=== Data provided ===

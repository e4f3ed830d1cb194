//! Daemon: Main runtime orchestrator.
//!
//! The Daemon ties together all components:
//! - Connector session (clock, rate limiter, REST, symbol map)
//! - Stream listener (one connection for every pair)
//! - Order book synchronizers (one per pair)
//! - Clock resync, book reporter and trade logger
//!
//! # Lifecycle
//!
//! 1. Load configuration
//! 2. Start the connector (clock sync, symbol map)
//! 3. Spawn the market data tasks
//! 4. Supervise until shutdown (SIGINT)
//! 5. Cancel every task and wait for them to stop

use std::future::Future;
use std::sync::Arc;
use std::time::Duration;

use dexfin_connectors::stream::READ_TIMEOUT;
use dexfin_connectors::{
    BookHandle, ConnectorError, DexfinConnector, OrderBookSynchronizer, StreamListener,
};
use dexfin_domain::TradingPair;
use tokio::sync::mpsc;
use tokio::task::{JoinError, JoinSet};
use tokio::time::{interval_at, timeout, Instant, MissedTickBehavior};
use tokio_util::sync::CancellationToken;
use tracing::{debug, error, info, warn};

use crate::config::Config;
use crate::error::{DaemonError, DaemonResult};
use crate::market_data::{log_trades, report_books, run_stream};

/// Capacity of the trade queue between the listener and the trade logger.
const TRADE_QUEUE_CAPACITY: usize = 1_000;

/// How long tasks get to stop after cancellation.
const SHUTDOWN_GRACE: Duration = Duration::from_secs(5);

type TaskResult = (String, DaemonResult<()>);

// =============================================================================
// Daemon
// =============================================================================

/// The main Dexfin daemon.
#[derive(Debug)]
pub struct Daemon {
    /// Configuration
    config: Config,
    /// Exchange session
    connector: Arc<DexfinConnector>,
}

impl Daemon {
    /// Create a daemon from configuration. Nothing touches the network yet.
    pub fn new(config: Config) -> DaemonResult<Self> {
        let credentials = config.exchange.credentials();
        if credentials.is_none() {
            info!("No API credentials configured, private endpoints disabled");
        }

        let connector =
            DexfinConnector::new(config.connector_config(), config.rate_limits()?, credentials)?;

        Ok(Self {
            config,
            connector: Arc::new(connector),
        })
    }

    /// Exchange session.
    pub fn connector(&self) -> &Arc<DexfinConnector> {
        &self.connector
    }

    /// Run the daemon.
    ///
    /// This method blocks until shutdown is requested (SIGINT).
    pub async fn run(self) -> DaemonResult<()> {
        self.run_until(async {
            match tokio::signal::ctrl_c().await {
                Ok(()) => info!("Received shutdown signal"),
                Err(e) => error!(error = %e, "Failed to listen for shutdown signal"),
            }
        })
        .await
    }

    /// Run until `shutdown` completes.
    pub async fn run_until(self, shutdown: impl Future<Output = ()>) -> DaemonResult<()> {
        let mut running = self.spawn().await?;
        running.supervise(shutdown).await;
        running.shutdown().await;
        Ok(())
    }

    /// Start the connector and spawn every market data task.
    pub async fn spawn(&self) -> DaemonResult<RunningDaemon> {
        info!(
            version = env!("CARGO_PKG_VERSION"),
            environment = %self.config.environment,
            rest_url = %self.config.exchange.rest_url,
            "Starting Dexfin daemon"
        );

        let listed = self.connector.start().await?;
        if self.connector.rest().has_credentials() {
            self.log_balances().await;
        }

        let pairs: Vec<TradingPair> = self
            .config
            .market_data
            .trading_pairs
            .iter()
            .filter(|pair| {
                let available = listed.contains(*pair);
                if !available {
                    warn!(pair = %pair, "Configured pair is not listed, skipping");
                }
                available
            })
            .cloned()
            .collect();
        if pairs.is_empty() {
            return Err(DaemonError::Config(
                "None of the configured trading pairs are listed on the exchange".to_string(),
            ));
        }

        let cancel = CancellationToken::new();
        let mut tasks: JoinSet<TaskResult> = JoinSet::new();

        let (trade_tx, trade_rx) = mpsc::channel(TRADE_QUEUE_CAPACITY);
        let mut listener = StreamListener::new(self.config.exchange.ws_url.clone(), READ_TIMEOUT, trade_tx);
        let source = self.connector.order_book_source();
        let book_config = self.config.book_sync_config();
        let mut books = Vec::with_capacity(pairs.len());

        for pair in pairs {
            let symbol = self.connector.symbols().resolve(&pair)?;
            let (book_tx, book_rx) = mpsc::channel(book_config.buffer_capacity);
            listener.add_instrument(pair.clone(), &symbol, book_tx);

            let synchronizer =
                OrderBookSynchronizer::new(pair.clone(), book_config.clone(), source.clone(), book_rx);
            books.push((pair.clone(), synchronizer.handle()));

            let token = cancel.child_token();
            let task_pair = pair.clone();
            tasks.spawn(async move {
                let result = match synchronizer.run(token).await {
                    Ok(()) | Err(ConnectorError::Cancelled) => Ok(()),
                    Err(e) => Err(DaemonError::from(e)),
                };
                (format!("book {}", task_pair), result)
            });
            info!(pair = %pair, symbol = %symbol, "Tracking pair");
        }

        let token = cancel.child_token();
        tasks.spawn(async move { ("stream".to_string(), run_stream(listener, token).await) });

        let token = cancel.child_token();
        tasks.spawn(async move {
            let result = log_trades(trade_rx, token).await.map(|_| ());
            ("trades".to_string(), result)
        });

        let token = cancel.child_token();
        let handles = books.clone();
        let period = self.config.market_data.report_interval;
        tasks.spawn(async move { ("reporter".to_string(), report_books(handles, period, token).await) });

        let token = cancel.child_token();
        let connector = self.connector.clone();
        let period = self.config.market_data.clock_sync_interval;
        tasks.spawn(async move { ("clock".to_string(), resync_clock(connector, period, token).await) });

        info!(pairs = books.len(), tasks = tasks.len(), "Dexfin daemon running");

        Ok(RunningDaemon {
            cancel,
            tasks,
            books,
        })
    }

    async fn log_balances(&self) {
        match self.connector.balances().await {
            Ok(balances) => {
                for (asset, balance) in balances.iter().filter(|(_, b)| !b.total().is_zero()) {
                    info!(
                        asset = %asset,
                        available = %balance.available,
                        locked = %balance.locked,
                        "Balance"
                    );
                }
            }
            Err(e) => warn!(error = %e, "Failed to load balances"),
        }
    }
}

// =============================================================================
// Running daemon
// =============================================================================

/// Handle to the spawned tasks.
#[derive(Debug)]
pub struct RunningDaemon {
    cancel: CancellationToken,
    tasks: JoinSet<TaskResult>,
    books: Vec<(TradingPair, BookHandle)>,
}

impl RunningDaemon {
    /// Read handles of every synchronized book.
    pub fn books(&self) -> &[(TradingPair, BookHandle)] {
        &self.books
    }

    /// Handle for one pair.
    pub fn book(&self, pair: &TradingPair) -> Option<&BookHandle> {
        self.books.iter().find(|(p, _)| p == pair).map(|(_, h)| h)
    }

    /// Log task exits until `shutdown` completes.
    pub async fn supervise(&mut self, shutdown: impl Future<Output = ()>) {
        tokio::pin!(shutdown);

        loop {
            tokio::select! {
                _ = &mut shutdown => return,
                Some(joined) = self.tasks.join_next() => log_task_exit(joined),
            }
        }
    }

    /// Cancel every task and wait for them to stop.
    pub async fn shutdown(mut self) {
        info!("Initiating graceful shutdown");
        self.cancel.cancel();

        let drained = timeout(SHUTDOWN_GRACE, async {
            while let Some(joined) = self.tasks.join_next().await {
                log_task_exit(joined);
            }
        })
        .await;

        if drained.is_err() {
            warn!(remaining = self.tasks.len(), "Tasks did not stop in time, aborting");
            self.tasks.abort_all();
        }
        info!("Shutdown complete");
    }
}

fn log_task_exit(joined: Result<TaskResult, JoinError>) {
    match joined {
        Ok((name, Ok(()))) => debug!(task = %name, "Task stopped"),
        Ok((name, Err(e))) => error!(task = %name, error = %e, "Task failed"),
        Err(e) => error!(error = %e, "Task panicked or was aborted"),
    }
}

/// Resample the clock offset every `period`.
async fn resync_clock(
    connector: Arc<DexfinConnector>,
    period: Duration,
    cancel: CancellationToken,
) -> DaemonResult<()> {
    let mut ticker = interval_at(Instant::now() + period, period);
    ticker.set_missed_tick_behavior(MissedTickBehavior::Delay);

    loop {
        tokio::select! {
            _ = cancel.cancelled() => return Ok(()),
            _ = ticker.tick() => match connector.resync_clock().await {
                Ok(offset_ms) => debug!(offset_ms, "Clock resynchronized"),
                Err(e) => warn!(error = %e, "Clock resync failed"),
            },
        }
    }
}

// =============================================================================
// Tests
// =============================================================================

#[cfg(test)]
mod tests {
    use super::*;
    use crate::config::Config;

    #[test]
    fn test_daemon_creation() {
        let daemon = Daemon::new(Config::test()).unwrap();

        assert!(!daemon.connector().rest().has_credentials());
        assert!(!daemon.connector().symbols().is_populated());
    }

    #[test]
    fn test_daemon_with_credentials() {
        let mut config = Config::test();
        config.exchange.api_key = Some("key".to_string());
        config.exchange.api_secret = Some("secret".to_string().into());

        let daemon = Daemon::new(config).unwrap();

        assert!(daemon.connector().rest().has_credentials());
    }

    #[tokio::test]
    async fn test_spawn_fails_when_exchange_unreachable() {
        let daemon = Daemon::new(Config::test()).unwrap();

        let result = daemon.spawn().await;

        assert!(matches!(result, Err(DaemonError::Connector(_))));
    }
}
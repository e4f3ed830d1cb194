//! Market Data Types
//!
//! Canonical order book and trade types shared by the connector and its callers.
//! Prices and sizes stay as `Decimal` end to end; the exchange sends them as strings.

use std::collections::BTreeMap;

use rust_decimal::Decimal;
use serde::{Deserialize, Serialize};

use crate::{OrderSide, TradingPair};

// =============================================================================
// Book Level
// =============================================================================

/// One price level: aggregated size resting at a price.
#[derive(Debug, Clone, Copy, PartialEq, Eq, Serialize, Deserialize)]
pub struct BookLevel {
    /// Level price
    pub price: Decimal,
    /// Aggregated size (0 in a diff means "remove")
    pub size: Decimal,
}

impl BookLevel {
    /// Create a new level.
    pub fn new(price: Decimal, size: Decimal) -> Self {
        Self { price, size }
    }

    /// Whether this level (as an update) removes the price.
    pub fn is_removal(&self) -> bool {
        self.size.is_zero()
    }
}

impl From<(Decimal, Decimal)> for BookLevel {
    fn from((price, size): (Decimal, Decimal)) -> Self {
        Self { price, size }
    }
}

// =============================================================================
// Order Book Snapshot
// =============================================================================

/// Full point-in-time state of one instrument's order book.
///
/// # Invariants
/// - `bids` strictly descending by price, `asks` strictly ascending
/// - No zero-size levels
#[derive(Debug, Clone, PartialEq, Eq, Serialize, Deserialize)]
pub struct OrderBookSnapshot {
    /// Instrument
    pub pair: TradingPair,
    /// Exchange timestamp of the snapshot (ms since epoch)
    pub timestamp_ms: i64,
    /// Sequence the snapshot reflects (0 when the exchange did not send one)
    pub sequence_id: u64,
    /// Bid levels, best first
    pub bids: Vec<BookLevel>,
    /// Ask levels, best first
    pub asks: Vec<BookLevel>,
}

impl OrderBookSnapshot {
    /// Build a snapshot from unordered levels.
    ///
    /// Sorts each side, collapses duplicate prices (last one wins) and drops
    /// zero-size levels so the invariants hold regardless of input order.
    pub fn from_levels(
        pair: TradingPair,
        timestamp_ms: i64,
        sequence_id: u64,
        bids: impl IntoIterator<Item = BookLevel>,
        asks: impl IntoIterator<Item = BookLevel>,
    ) -> Self {
        let mut bids = collapse(bids);
        bids.reverse();
        let asks = collapse(asks);

        Self {
            pair,
            timestamp_ms,
            sequence_id,
            bids,
            asks,
        }
    }

    /// Get the best bid price (highest bid).
    pub fn best_bid(&self) -> Option<Decimal> {
        self.bids.first().map(|level| level.price)
    }

    /// Get the best ask price (lowest ask).
    pub fn best_ask(&self) -> Option<Decimal> {
        self.asks.first().map(|level| level.price)
    }

    /// Get the midpoint price (best bid + best ask) / 2.
    pub fn midpoint(&self) -> Option<Decimal> {
        match (self.best_bid(), self.best_ask()) {
            (Some(bid), Some(ask)) => Some((bid + ask) / Decimal::from(2)),
            _ => None,
        }
    }

    /// Get the spread (best ask - best bid).
    pub fn spread(&self) -> Option<Decimal> {
        match (self.best_bid(), self.best_ask()) {
            (Some(bid), Some(ask)) => Some(ask - bid),
            _ => None,
        }
    }

    /// Whether both sides are empty.
    pub fn is_empty(&self) -> bool {
        self.bids.is_empty() && self.asks.is_empty()
    }

    /// New snapshot with a diff folded in. The result carries the diff's
    /// `sequence_end` and timestamp.
    pub fn with_diff(&self, diff: &OrderBookDiff) -> Self {
        Self::from_levels(
            self.pair.clone(),
            diff.timestamp_ms,
            diff.sequence_end,
            self.bids.iter().chain(diff.bid_updates.iter()).copied(),
            self.asks.iter().chain(diff.ask_updates.iter()).copied(),
        )
    }
}

/// Sort ascending by price, last duplicate wins, zero sizes dropped.
fn collapse(levels: impl IntoIterator<Item = BookLevel>) -> Vec<BookLevel> {
    let mut side = BTreeMap::new();
    for level in levels {
        side.insert(level.price, level.size);
    }
    side.into_iter()
        .filter(|(_, size)| !size.is_zero())
        .map(|(price, size)| BookLevel::new(price, size))
        .collect()
}

// =============================================================================
// Order Book Diff
// =============================================================================

/// Incremental update covering sequences `sequence_start..=sequence_end`.
///
/// Sizes are absolute: an update replaces the level, a zero size removes it.
#[derive(Debug, Clone, PartialEq, Eq, Serialize, Deserialize)]
pub struct OrderBookDiff {
    /// Instrument
    pub pair: TradingPair,
    /// First sequence covered
    pub sequence_start: u64,
    /// Last sequence covered
    pub sequence_end: u64,
    /// Exchange event time (ms since epoch)
    pub timestamp_ms: i64,
    /// Bid level updates
    pub bid_updates: Vec<BookLevel>,
    /// Ask level updates
    pub ask_updates: Vec<BookLevel>,
}

// =============================================================================
// Trade Event
// =============================================================================

/// A public trade print.
#[derive(Debug, Clone, PartialEq, Eq, Serialize, Deserialize)]
pub struct TradeEvent {
    /// Instrument
    pub pair: TradingPair,
    /// Exchange trade id
    pub trade_id: u64,
    /// Execution price
    pub price: Decimal,
    /// Executed amount (base asset)
    pub amount: Decimal,
    /// Taker side
    pub side: OrderSide,
    /// Trade time (ms since epoch)
    pub timestamp_ms: i64,
}

// =============================================================================
// Tests
// =============================================================================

===

» **What you should do**
Restate word for word the lines above, beginning at the first one and ending at the line that carries "type TaskResult = (String, DaemonResult<()>);".

» **Written solution**
repository e4f3ed830d1cb194
//! Daemon: Main runtime orchestrator.
//!
//! The Daemon ties together all components:
//! - Connector session (clock, rate limiter, REST, symbol map)
//! - Stream listener (one connection for every pair)
//! - Order book synchronizers (one per pair)
//! - Clock resync, book reporter and trade logger
//!
//! # Lifecycle
//!
//! 1. Load configuration
//! 2. Start the connector (clock sync, symbol map)
//! 3. Spawn the market data tasks
//! 4. Supervise until shutdown (SIGINT)
//! 5. Cancel every task and wait for them to stop

use std::future::Future;
use std::sync::Arc;
use std::time::Duration;

use dexfin_connectors::stream::READ_TIMEOUT;
use dexfin_connectors::{
    BookHandle, ConnectorError, DexfinConnector, OrderBookSynchronizer, StreamListener,
};
use dexfin_domain::TradingPair;
use tokio::sync::mpsc;
use tokio::task::{JoinError, JoinSet};
use tokio::time::{interval_at, timeout, Instant, MissedTickBehavior};
use tokio_util::sync::CancellationToken;
use tracing::{debug, error, info, warn};

use crate::config::Config;
use crate::error::{DaemonError, DaemonResult};
use crate::market_data::{log_trades, report_books, run_stream};

/// Capacity of the trade queue between the listener and the trade logger.
const TRADE_QUEUE_CAPACITY: usize = 1_000;

/// How long tasks get to stop after cancellation.
const SHUTDOWN_GRACE: Duration = Duration::from_secs(5);

type TaskResult = (String, DaemonResult<()>);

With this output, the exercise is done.